As a theory of government, the ‘divine right of kings’ would have been okay had it not been for the kings themselves. Some were reasonable men. Others were tyrants. Many were incompetent, largely irrelevant and silly. Taken all together, it was very difficult to believe that they had been selected by God, without also believing that God was just choosing His most important managers at random. Kings were not especially smart. Not especially bold or especially timid. Not especially wise or stupid. For all intents and purposes, they were just like everyone else. Sometimes smart. Sometimes dumb. Sometimes good. Sometimes evil. And always subject to influence.
Towards the end of the 18th century, the ‘divine right of kings’ lost its following. The church, the monarch and the feudal system all seemed to lose market share. The Enlightenment had made people begin to wonder. Then, the beginning of the “Industrial Revolution” or the “energy revolution” made them stir.
In 1776, Adam Smith published his “Wealth of Nations,” arguing that commerce and production were the source of wealth. Government began to seem like an obstruction and a largely unnecessary cost. Its beneficial role was limited, said Smith, to enforcing contracts and protecting property.
The school of laissez-faire economics maintained that government was a “necessary evil,” to be restrained as much as possible. The “government that governs best,” as Jefferson put it, “is the one that governs least.”
Government was supposed to get out of the way so that the ‘invisible hand’ would guide men to productive, fruitful lives. Smith thought the arm attached to the invisible hand was the arm of God. Others believed that not even God was necessary. Men, without central planning or God to guide them, would create a ‘spontaneous order,’ which would be a lot nicer than the one created by kings, dictators or popular assemblies.

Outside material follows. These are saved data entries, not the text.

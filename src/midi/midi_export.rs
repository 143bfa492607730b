//! Standard MIDI File (SMF) writing.
//!
//! Produces Format 1 files from tick-positioned messages. The time division
//! is written verbatim, so both PPQ and SMPTE files can be generated. Used by
//! the test-material commands (`--make-test-midi`, `--make-drums`,
//! `--make-scale`), by the file utilities and as a fixture builder in tests.

use super::tools::DRUM_CHANNEL;
use super::{MidiMessage, NOTE_NAMES};
use std::fmt;
use std::fs::{self, File};
use std::io::{BufWriter, Write};
use std::path::Path;
use std::str::FromStr;
use thiserror::Error;

/// Resolution used by generated files.
pub const DEFAULT_TICKS_PER_QUARTER: u16 = 480;

/// Writes a variable-length quantity (VLQ) used for delta times in MIDI.
///
/// VLQ encodes values using 7 bits per byte, with the MSB indicating
/// whether more bytes follow (1 = more bytes, 0 = last byte).
fn write_vlq(value: u32, buffer: &mut Vec<u8>) {
    if value == 0 {
        buffer.push(0);
        return;
    }

    let mut temp = value;
    let mut bytes = Vec::with_capacity(4);

    while temp > 0 {
        bytes.push((temp & 0x7F) as u8);
        temp >>= 7;
    }

    // Write bytes in reverse order with continuation bits
    for (i, &byte) in bytes.iter().rev().enumerate() {
        if i < bytes.len() - 1 {
            buffer.push(byte | 0x80);
        } else {
            buffer.push(byte);
        }
    }
}

/// A message positioned at an absolute tick within one track.
#[derive(Debug, Clone)]
pub struct TickEvent {
    /// Absolute tick position
    pub tick: u32,
    /// The message to write
    pub message: MidiMessage,
    /// Priority for sorting events at the same tick (lower = first)
    pub priority: u8,
}

impl TickEvent {
    pub fn new(tick: u32, message: MidiMessage, priority: u8) -> Self {
        Self {
            tick,
            message,
            priority,
        }
    }
}

/// Writes a single message to the buffer (without delta time).
fn write_message(message: &MidiMessage, buffer: &mut Vec<u8>) {
    match message {
        MidiMessage::Tempo {
            microseconds_per_quarter,
        } => {
            // Meta event: FF 51 03 tt tt tt
            buffer.extend_from_slice(&[0xFF, 0x51, 0x03]);
            buffer.push((microseconds_per_quarter >> 16) as u8);
            buffer.push((microseconds_per_quarter >> 8) as u8);
            buffer.push(*microseconds_per_quarter as u8);
        }
        MidiMessage::TrackName(name) => {
            buffer.extend_from_slice(&[0xFF, 0x03]);
            write_vlq(name.len() as u32, buffer);
            buffer.extend_from_slice(name.as_bytes());
        }
        MidiMessage::EndOfTrack => buffer.extend_from_slice(&[0xFF, 0x2F, 0x00]),
        MidiMessage::Meta { kind, data } => {
            buffer.extend_from_slice(&[0xFF, *kind]);
            write_vlq(data.len() as u32, buffer);
            buffer.extend_from_slice(data);
        }
        MidiMessage::SysEx(bytes) => {
            // F0 <length> <data after F0, including F7>
            buffer.push(0xF0);
            let body = bytes.get(1..).unwrap_or(&[]);
            write_vlq(body.len() as u32, buffer);
            buffer.extend_from_slice(body);
        }
        live => {
            if let Some(bytes) = live.to_bytes() {
                buffer.extend_from_slice(&bytes);
            }
        }
    }
}

/// Builds the track chunk data from a list of tick events.
///
/// Events are sorted by tick position and converted to delta times. An
/// end-of-track event is appended if the caller did not supply one.
fn build_track_data(events: &mut Vec<TickEvent>) -> Vec<u8> {
    let mut buffer = Vec::new();
    events.sort_by(|a, b| a.tick.cmp(&b.tick).then(a.priority.cmp(&b.priority)));

    if !matches!(events.last(), Some(e) if e.message == MidiMessage::EndOfTrack) {
        let last_tick = events.last().map(|e| e.tick).unwrap_or(0);
        events.push(TickEvent::new(last_tick, MidiMessage::EndOfTrack, 255));
    }

    let mut last_tick = 0u32;
    for event in events.iter() {
        let delta = event.tick.saturating_sub(last_tick);
        write_vlq(delta, &mut buffer);
        write_message(&event.message, &mut buffer);
        last_tick = event.tick;
    }

    buffer
}

/// Writes a track chunk to the output.
fn write_track_chunk<W: Write>(writer: &mut W, track_data: &[u8]) -> std::io::Result<()> {
    writer.write_all(b"MTrk")?;
    let length = track_data.len() as u32;
    writer.write_all(&length.to_be_bytes())?;
    writer.write_all(track_data)?;
    Ok(())
}

/// Writes a Format 1 Standard MIDI File.
///
/// # Arguments
///
/// * `path` - Output file path (parent directories are created)
/// * `division` - Raw header time division: ticks per quarter note when the
///   top bit is clear, or `(-fps as u8) << 8 | ticks_per_frame` for SMPTE
/// * `tracks` - One event list per track
///
/// # Errors
///
/// Returns error if file creation or writing fails
pub fn write_midi_file<P: AsRef<Path>>(
    path: P,
    division: u16,
    tracks: Vec<Vec<TickEvent>>,
) -> std::io::Result<()> {
    let path = path.as_ref();
    if let Some(parent) = path.parent().filter(|p| !p.as_os_str().is_empty()) {
        fs::create_dir_all(parent)?;
    }
    let file = File::create(path)?;
    let mut writer = BufWriter::new(file);

    writer.write_all(b"MThd")?;
    writer.write_all(&6u32.to_be_bytes())?; // Header length (always 6)
    writer.write_all(&1u16.to_be_bytes())?; // Format 1 (multi-track)
    writer.write_all(&(tracks.len() as u16).to_be_bytes())?;
    writer.write_all(&division.to_be_bytes())?;

    for mut events in tracks {
        let track_data = build_track_data(&mut events);
        write_track_chunk(&mut writer, &track_data)?;
    }

    writer.flush()?;
    Ok(())
}

/// Creates a four-chord test file (I-IV-V-I) on channel 0.
///
/// Each chord occupies a quarter of `duration_seconds` and sounds for 80% of
/// its slot, leaving audible gaps between chords.
///
/// # Arguments
///
/// * `path` - Output file path
/// * `duration_seconds` - Total length of the progression
/// * `base_note` - Root of the first chord (60 = C4)
/// * `bpm` - Tempo written to the file
pub fn create_test_midi<P: AsRef<Path>>(
    path: P,
    duration_seconds: f64,
    base_note: u8,
    bpm: f64,
) -> std::io::Result<()> {
    let bpm = if bpm > 0.0 { bpm } else { 120.0 };
    let ticks_per_second = DEFAULT_TICKS_PER_QUARTER as f64 * bpm / 60.0;
    let total_ticks = (duration_seconds * ticks_per_second) as u32;

    let chords: [[u8; 3]; 4] = [[0, 4, 7], [5, 9, 12], [7, 11, 14], [0, 4, 7]];
    let chord_duration = duration_seconds / chords.len() as f64;

    let root_name = NOTE_NAMES[(base_note % 12) as usize];
    let mut events = vec![
        TickEvent::new(
            0,
            MidiMessage::TrackName(format!("Test Track ({})", root_name)),
            0,
        ),
        TickEvent::new(
            0,
            MidiMessage::Tempo {
                microseconds_per_quarter: (60_000_000.0 / bpm) as u32,
            },
            1,
        ),
    ];

    for (index, chord) in chords.iter().enumerate() {
        let start_time = index as f64 * chord_duration;
        let end_time = start_time + chord_duration * 0.8;
        let start_tick = (start_time * ticks_per_second) as u32;
        let end_tick = (end_time * ticks_per_second) as u32;

        for interval in chord {
            let key = base_note.saturating_add(*interval).min(127);
            events.push(TickEvent::new(start_tick, MidiMessage::note_on(0, key, 100), 10));
            events.push(TickEvent::new(end_tick, MidiMessage::note_off(0, key, 100), 9));
        }
    }

    events.push(TickEvent::new(total_ticks, MidiMessage::EndOfTrack, 255));

    write_midi_file(path, DEFAULT_TICKS_PER_QUARTER, vec![events])
}

fn tempo_event(bpm: f64) -> TickEvent {
    TickEvent::new(
        0,
        MidiMessage::Tempo {
            microseconds_per_quarter: (60_000_000.0 / bpm) as u32,
        },
        1,
    )
}

/// Adds a note-on and its note-off `length` ticks later.
fn push_note(events: &mut Vec<TickEvent>, tick: u32, channel: u8, key: u8, velocity: u8, length: u32) {
    events.push(TickEvent::new(tick, MidiMessage::note_on(channel, key, velocity), 10));
    events.push(TickEvent::new(
        tick + length,
        MidiMessage::note_off(channel, key, velocity),
        9,
    ));
}

/// Appends end-of-track at `total_ticks` or after the last note, whichever is later.
fn finish_track(events: &mut Vec<TickEvent>, total_ticks: u32) {
    let last = events.iter().map(|e| e.tick).max().unwrap_or(0);
    events.push(TickEvent::new(total_ticks.max(last), MidiMessage::EndOfTrack, 255));
}

// General MIDI percussion keys
const KICK: u8 = 36;
const SNARE: u8 = 38;
const CLOSED_HAT: u8 = 42;
const OPEN_HAT: u8 = 46;
const CRASH: u8 = 49;

/// Creates a 4/4 rock beat on the percussion channel (MIDI channel 10).
///
/// Each bar has kicks on beats 1 and 3, snares on 2 and 4, and eighth-note
/// hi-hats with accented downbeats and an open hat on the last eighth. A
/// crash opens the file.
///
/// # Arguments
///
/// * `path` - Output file path
/// * `duration_seconds` - Bars are started until this time is reached
/// * `bpm` - Tempo written to the file
pub fn create_drum_pattern<P: AsRef<Path>>(
    path: P,
    duration_seconds: f64,
    bpm: f64,
) -> std::io::Result<()> {
    let bpm = if bpm > 0.0 { bpm } else { 120.0 };
    let ticks_per_second = DEFAULT_TICKS_PER_QUARTER as f64 * bpm / 60.0;
    let total_ticks = (duration_seconds * ticks_per_second) as u32;
    let bar = 4 * DEFAULT_TICKS_PER_QUARTER as u32;

    let mut events = vec![
        TickEvent::new(0, MidiMessage::TrackName("Drum Track".to_string()), 0),
        tempo_event(bpm),
    ];
    push_note(&mut events, 0, DRUM_CHANNEL, CRASH, 120, 960);

    for start in (0..total_ticks).step_by(bar as usize) {
        push_note(&mut events, start, DRUM_CHANNEL, KICK, 100, 120);
        push_note(&mut events, start + bar / 2, DRUM_CHANNEL, KICK, 90, 120);
        push_note(&mut events, start + bar / 4, DRUM_CHANNEL, SNARE, 110, 120);
        push_note(&mut events, start + 3 * bar / 4, DRUM_CHANNEL, SNARE, 105, 120);

        for eighth in 0..8 {
            let tick = start + eighth * bar / 8;
            if eighth == 7 {
                push_note(&mut events, tick, DRUM_CHANNEL, OPEN_HAT, 70, 240);
            } else {
                let velocity = if eighth % 2 == 0 { 80 } else { 60 };
                push_note(&mut events, tick, DRUM_CHANNEL, CLOSED_HAT, velocity, 60);
            }
        }
    }

    finish_track(&mut events, total_ticks);
    write_midi_file(path, DEFAULT_TICKS_PER_QUARTER, vec![events])
}

/// Scale shapes available to [`create_scale`].
#[derive(Debug, Clone, Copy, PartialEq, Eq)]
pub enum ScaleKind {
    Major,
    /// Natural minor
    Minor,
    Chromatic,
    /// Major pentatonic
    Pentatonic,
    Blues,
}

impl ScaleKind {
    /// Semitone offsets from the root, ending on the octave.
    pub fn intervals(self) -> &'static [u8] {
        match self {
            ScaleKind::Major => &[0, 2, 4, 5, 7, 9, 11, 12],
            ScaleKind::Minor => &[0, 2, 3, 5, 7, 8, 10, 12],
            ScaleKind::Chromatic => &[0, 1, 2, 3, 4, 5, 6, 7, 8, 9, 10, 11, 12],
            ScaleKind::Pentatonic => &[0, 2, 4, 7, 9, 12],
            ScaleKind::Blues => &[0, 3, 5, 6, 7, 10, 12],
        }
    }

    /// Offsets played up and back down, without repeating the top note.
    pub fn pattern(self) -> Vec<u8> {
        let up = self.intervals();
        let mut pattern = up.to_vec();
        pattern.extend(up.iter().rev().skip(1));
        pattern
    }
}

impl fmt::Display for ScaleKind {
    fn fmt(&self, f: &mut fmt::Formatter<'_>) -> fmt::Result {
        let name = match self {
            ScaleKind::Major => "Major",
            ScaleKind::Minor => "Minor",
            ScaleKind::Chromatic => "Chromatic",
            ScaleKind::Pentatonic => "Pentatonic",
            ScaleKind::Blues => "Blues",
        };
        f.write_str(name)
    }
}

/// Returned when a scale name is not recognised.
#[derive(Debug, Clone, PartialEq, Eq, Error)]
#[error("unknown scale type: {0} (supported: major, minor, chromatic, pentatonic, blues)")]
pub struct UnknownScale(pub String);

impl FromStr for ScaleKind {
    type Err = UnknownScale;

    fn from_str(s: &str) -> Result<Self, Self::Err> {
        match s.to_lowercase().as_str() {
            "major" => Ok(ScaleKind::Major),
            "minor" => Ok(ScaleKind::Minor),
            "chromatic" => Ok(ScaleKind::Chromatic),
            "pentatonic" => Ok(ScaleKind::Pentatonic),
            "blues" => Ok(ScaleKind::Blues),
            _ => Err(UnknownScale(s.to_string())),
        }
    }
}

/// Gap left between consecutive scale notes, in ticks.
const SCALE_NOTE_GAP: u32 = 48;

/// Creates a scale played up and back down on channel 0.
///
/// The whole pattern is spread evenly over `duration_seconds`; each note
/// is released a short gap before the next one starts. Keys above 127 are
/// clamped.
///
/// # Arguments
///
/// * `path` - Output file path
/// * `kind` - Scale shape
/// * `root` - Lowest note (60 = C4)
/// * `duration_seconds` - Length of the full up-and-down pattern
/// * `bpm` - Tempo written to the file
pub fn create_scale<P: AsRef<Path>>(
    path: P,
    kind: ScaleKind,
    root: u8,
    duration_seconds: f64,
    bpm: f64,
) -> std::io::Result<()> {
    let bpm = if bpm > 0.0 { bpm } else { 120.0 };
    let ticks_per_second = DEFAULT_TICKS_PER_QUARTER as f64 * bpm / 60.0;
    let total_ticks = (duration_seconds * ticks_per_second) as u32;

    let pattern = kind.pattern();
    let ticks_per_note = (duration_seconds * ticks_per_second / pattern.len() as f64) as u32;
    let length = ticks_per_note.saturating_sub(SCALE_NOTE_GAP).max(1);

    let mut events = vec![
        TickEvent::new(0, MidiMessage::TrackName(format!("{} Scale", kind)), 0),
        tempo_event(bpm),
    ];
    for (index, offset) in pattern.iter().enumerate() {
        let key = root.saturating_add(*offset).min(127);
        push_note(&mut events, index as u32 * ticks_per_note, 0, key, 80, length);
    }

    finish_track(&mut events, total_ticks);
    write_midi_file(path, DEFAULT_TICKS_PER_QUARTER, vec![events])
}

This theory of government, such as it is, leads to what we know of today as “libertarianism.” Libertarians argue about how much authority the government should have. They scrap among themselves over what the government should do and how big it should be allowed to get. But all libertarians agree with Jefferson. And all agree that the governments in the world circa 2011 are much too big.
Here at Markets and Money we are sympathetic to this point of view. Not that we are libertarians. We just don’t like anyone telling us what to do.
But libertarianism is hardly a theory of government. It makes little attempt to explain why government is what it actually is. In fact, it is purely prescriptivist day-dreaming, focused on what government ought to be. In theory, a government ought to be small, say the libertarians.
Government ought to mind its own business, they say. It ought to sort out disagreements between members of the public…and protect the public from wrongdoing. It ought to have not to drain the resources and productive output of one part of the population for the benefit of another. But so what? Who cares what the libertarians want?
Throughout history, government has operated in pretty much the opposite fashion. The insiders who get government control use the police power of the state to promote their own agenda. Sometimes it is an apparently selfless agenda. Adolf Hitler, for example, took little wealth for himself. Nor did Stalin raid the public treasury for his own benefit. Instead, each worked long and hard in the interests of his people. (It would have been better if they had been on the make for money. It might have distracted them.)
Whether the insiders want money or power hardly matters. If they seek money, they take it from the outsiders — those, by definition, who neither control nor are favored by the insiders. If they seek power, that too must be taken from someone. The outsiders pay, every time.
While the proto-libertarians focused on how much harm an activist government could do, the utilitarians, positivists, and collectivists turned their attentions to how much good it could do. According to John Stuart Mill and Jeremy Bentham, a government should provide the “greatest good to the greatest number.”
Again, this was not a theory of government, it was merely an idea about what government should do. And a dumb idea, at that. Who knows what is ‘good’ and what is not? Only God…or people themselves. Since God keeps his own counsel, only the people can decide. But how? They can only decide if they are allowed to choose for themselves — how they will spend their time and their money. And the only way they can spend their time and money as they wish is if they are given the liberty to do so, which takes us back to libertarianism, the very creed to which the utilitarians, positivists and collectivists opposed themselves. They wanted an elite to decide what was ‘good’ for the masses.
Which, of course, is what really happens. The elite insiders decide what they want. They call it ‘good.’